▸ **Exercise details**
Your task is to copy the lines of the data below from the line holding "let mut width = width;" through the line holding "let repaired = to_repaired(&doc);", inclusive, exactly and with nothing added.
((
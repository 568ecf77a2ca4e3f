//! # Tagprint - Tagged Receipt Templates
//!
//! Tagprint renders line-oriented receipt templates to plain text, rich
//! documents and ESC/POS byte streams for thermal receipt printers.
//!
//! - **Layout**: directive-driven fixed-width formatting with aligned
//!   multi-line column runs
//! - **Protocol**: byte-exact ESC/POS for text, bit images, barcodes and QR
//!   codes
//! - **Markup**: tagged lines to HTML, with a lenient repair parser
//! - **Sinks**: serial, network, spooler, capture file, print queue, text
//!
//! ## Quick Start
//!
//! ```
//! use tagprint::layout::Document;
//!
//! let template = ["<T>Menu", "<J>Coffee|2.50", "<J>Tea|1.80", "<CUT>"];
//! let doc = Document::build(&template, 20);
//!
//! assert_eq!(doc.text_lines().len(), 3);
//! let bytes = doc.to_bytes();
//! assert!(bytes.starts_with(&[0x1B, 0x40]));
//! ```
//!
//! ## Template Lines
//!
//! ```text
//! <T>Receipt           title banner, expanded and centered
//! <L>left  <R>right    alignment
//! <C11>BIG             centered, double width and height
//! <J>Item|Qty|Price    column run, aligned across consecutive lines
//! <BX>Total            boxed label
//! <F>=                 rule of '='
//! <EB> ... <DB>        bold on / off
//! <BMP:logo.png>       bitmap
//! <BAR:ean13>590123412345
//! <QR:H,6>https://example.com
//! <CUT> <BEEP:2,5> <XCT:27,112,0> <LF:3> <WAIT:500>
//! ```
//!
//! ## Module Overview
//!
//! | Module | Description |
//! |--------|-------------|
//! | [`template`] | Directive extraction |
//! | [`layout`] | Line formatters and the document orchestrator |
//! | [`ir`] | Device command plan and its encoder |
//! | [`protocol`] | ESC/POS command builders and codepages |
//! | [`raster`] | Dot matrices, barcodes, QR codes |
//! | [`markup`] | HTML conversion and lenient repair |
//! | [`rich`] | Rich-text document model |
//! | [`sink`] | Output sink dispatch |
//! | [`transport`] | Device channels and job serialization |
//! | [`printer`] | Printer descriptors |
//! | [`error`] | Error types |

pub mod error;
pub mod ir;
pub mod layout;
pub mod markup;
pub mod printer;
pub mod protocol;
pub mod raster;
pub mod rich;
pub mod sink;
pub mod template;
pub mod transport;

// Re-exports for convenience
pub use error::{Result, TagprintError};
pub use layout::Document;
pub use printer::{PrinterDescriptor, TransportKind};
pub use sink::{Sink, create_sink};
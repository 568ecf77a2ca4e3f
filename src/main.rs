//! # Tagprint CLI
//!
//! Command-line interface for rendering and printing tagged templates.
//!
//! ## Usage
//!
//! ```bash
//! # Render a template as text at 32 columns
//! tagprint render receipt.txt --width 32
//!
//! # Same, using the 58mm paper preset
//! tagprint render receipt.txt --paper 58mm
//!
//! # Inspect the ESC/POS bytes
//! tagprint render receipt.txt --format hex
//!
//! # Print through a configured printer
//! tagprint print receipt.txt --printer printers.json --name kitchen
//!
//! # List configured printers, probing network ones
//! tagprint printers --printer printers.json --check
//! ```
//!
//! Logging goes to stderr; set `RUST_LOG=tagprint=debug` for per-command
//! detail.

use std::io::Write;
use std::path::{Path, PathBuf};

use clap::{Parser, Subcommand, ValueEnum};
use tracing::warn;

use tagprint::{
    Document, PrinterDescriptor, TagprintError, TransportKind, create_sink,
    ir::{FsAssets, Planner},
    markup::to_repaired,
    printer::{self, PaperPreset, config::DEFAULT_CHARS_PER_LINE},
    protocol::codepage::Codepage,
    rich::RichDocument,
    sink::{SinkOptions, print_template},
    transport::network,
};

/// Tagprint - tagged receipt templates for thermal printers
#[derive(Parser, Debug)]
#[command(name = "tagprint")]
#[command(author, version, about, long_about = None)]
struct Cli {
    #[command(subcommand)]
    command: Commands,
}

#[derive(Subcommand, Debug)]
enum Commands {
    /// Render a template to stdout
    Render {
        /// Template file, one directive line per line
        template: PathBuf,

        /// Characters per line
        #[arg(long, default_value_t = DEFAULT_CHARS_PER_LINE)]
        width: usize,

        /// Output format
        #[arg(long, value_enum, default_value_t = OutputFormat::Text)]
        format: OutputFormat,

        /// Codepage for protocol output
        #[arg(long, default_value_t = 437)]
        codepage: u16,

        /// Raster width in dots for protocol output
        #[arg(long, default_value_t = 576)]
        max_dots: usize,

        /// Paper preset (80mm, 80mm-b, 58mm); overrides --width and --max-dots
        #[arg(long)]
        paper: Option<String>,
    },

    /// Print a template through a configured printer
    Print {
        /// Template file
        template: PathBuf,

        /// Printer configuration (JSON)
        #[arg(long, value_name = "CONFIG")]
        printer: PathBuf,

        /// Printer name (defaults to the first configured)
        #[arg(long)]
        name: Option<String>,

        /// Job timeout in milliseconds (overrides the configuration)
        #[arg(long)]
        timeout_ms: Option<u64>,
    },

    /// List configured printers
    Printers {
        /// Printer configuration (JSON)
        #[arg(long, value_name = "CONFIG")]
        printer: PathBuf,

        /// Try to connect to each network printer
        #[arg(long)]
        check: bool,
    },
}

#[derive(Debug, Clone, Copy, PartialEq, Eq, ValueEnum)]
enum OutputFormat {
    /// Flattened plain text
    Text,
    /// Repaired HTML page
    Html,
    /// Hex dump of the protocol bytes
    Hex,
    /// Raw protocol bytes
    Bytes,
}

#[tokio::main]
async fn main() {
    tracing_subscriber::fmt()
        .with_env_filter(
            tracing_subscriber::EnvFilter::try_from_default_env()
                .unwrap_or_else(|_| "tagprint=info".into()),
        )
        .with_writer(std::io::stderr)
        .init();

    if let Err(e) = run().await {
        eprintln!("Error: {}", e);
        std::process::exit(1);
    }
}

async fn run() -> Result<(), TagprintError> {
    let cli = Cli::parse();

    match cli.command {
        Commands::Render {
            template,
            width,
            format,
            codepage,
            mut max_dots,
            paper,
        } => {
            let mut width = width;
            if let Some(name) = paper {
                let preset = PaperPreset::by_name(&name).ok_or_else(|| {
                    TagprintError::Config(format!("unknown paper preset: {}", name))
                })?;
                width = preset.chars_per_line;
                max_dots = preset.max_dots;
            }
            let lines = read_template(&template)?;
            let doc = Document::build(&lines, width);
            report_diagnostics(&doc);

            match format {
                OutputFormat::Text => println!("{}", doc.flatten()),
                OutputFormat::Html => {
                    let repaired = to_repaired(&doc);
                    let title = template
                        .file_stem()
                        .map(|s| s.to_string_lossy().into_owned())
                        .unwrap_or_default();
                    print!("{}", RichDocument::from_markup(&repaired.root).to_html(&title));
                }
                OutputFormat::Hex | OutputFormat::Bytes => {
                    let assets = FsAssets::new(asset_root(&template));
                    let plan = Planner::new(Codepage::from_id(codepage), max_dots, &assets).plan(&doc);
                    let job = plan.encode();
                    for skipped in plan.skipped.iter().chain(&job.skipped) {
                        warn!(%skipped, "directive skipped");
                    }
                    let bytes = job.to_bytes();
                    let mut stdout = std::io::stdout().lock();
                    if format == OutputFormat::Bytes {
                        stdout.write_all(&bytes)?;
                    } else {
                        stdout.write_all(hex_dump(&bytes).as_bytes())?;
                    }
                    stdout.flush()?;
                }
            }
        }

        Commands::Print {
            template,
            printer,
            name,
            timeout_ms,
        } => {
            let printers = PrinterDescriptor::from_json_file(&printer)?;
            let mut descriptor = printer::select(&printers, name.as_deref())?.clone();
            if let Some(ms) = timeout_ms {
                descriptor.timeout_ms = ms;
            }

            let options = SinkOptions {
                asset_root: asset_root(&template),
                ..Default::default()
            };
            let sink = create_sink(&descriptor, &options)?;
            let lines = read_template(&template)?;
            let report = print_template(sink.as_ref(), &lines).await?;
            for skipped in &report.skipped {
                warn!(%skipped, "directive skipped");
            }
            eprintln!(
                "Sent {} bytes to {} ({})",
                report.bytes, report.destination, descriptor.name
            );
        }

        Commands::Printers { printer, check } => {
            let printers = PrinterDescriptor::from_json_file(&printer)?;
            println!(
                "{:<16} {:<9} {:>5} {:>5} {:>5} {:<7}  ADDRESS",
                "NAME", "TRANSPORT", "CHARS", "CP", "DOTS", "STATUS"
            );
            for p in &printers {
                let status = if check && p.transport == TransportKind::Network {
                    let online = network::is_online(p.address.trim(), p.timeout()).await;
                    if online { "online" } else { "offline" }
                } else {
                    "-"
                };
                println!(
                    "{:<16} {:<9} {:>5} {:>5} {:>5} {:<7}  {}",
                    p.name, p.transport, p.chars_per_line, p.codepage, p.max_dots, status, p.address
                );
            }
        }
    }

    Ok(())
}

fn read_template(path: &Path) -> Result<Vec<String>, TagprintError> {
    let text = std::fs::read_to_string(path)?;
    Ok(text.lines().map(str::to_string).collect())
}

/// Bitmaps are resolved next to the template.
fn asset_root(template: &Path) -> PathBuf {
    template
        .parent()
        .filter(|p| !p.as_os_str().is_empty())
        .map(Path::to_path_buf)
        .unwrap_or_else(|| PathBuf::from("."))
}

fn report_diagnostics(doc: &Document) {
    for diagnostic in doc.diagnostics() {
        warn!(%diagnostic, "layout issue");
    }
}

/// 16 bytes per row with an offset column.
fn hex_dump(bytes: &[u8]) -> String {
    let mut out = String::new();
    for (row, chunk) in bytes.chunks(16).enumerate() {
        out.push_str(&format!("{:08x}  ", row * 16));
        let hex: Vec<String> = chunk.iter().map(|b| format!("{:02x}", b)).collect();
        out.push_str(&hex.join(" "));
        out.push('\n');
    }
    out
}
))
▸ **Response to this exercise**
            let mut width = width;
            if let Some(name) = paper {
                let preset = PaperPreset::by_name(&name).ok_or_else(|| {
                    TagprintError::Config(format!("unknown paper preset: {}", name))
                })?;
                width = preset.chars_per_line;
                max_dots = preset.max_dots;
            }
            let lines = read_template(&template)?;
            let doc = Document::build(&lines, width);
            report_diagnostics(&doc);

            match format {
                OutputFormat::Text => println!("{}", doc.flatten()),
                OutputFormat::Html => {
                    let repaired = to_repaired(&doc);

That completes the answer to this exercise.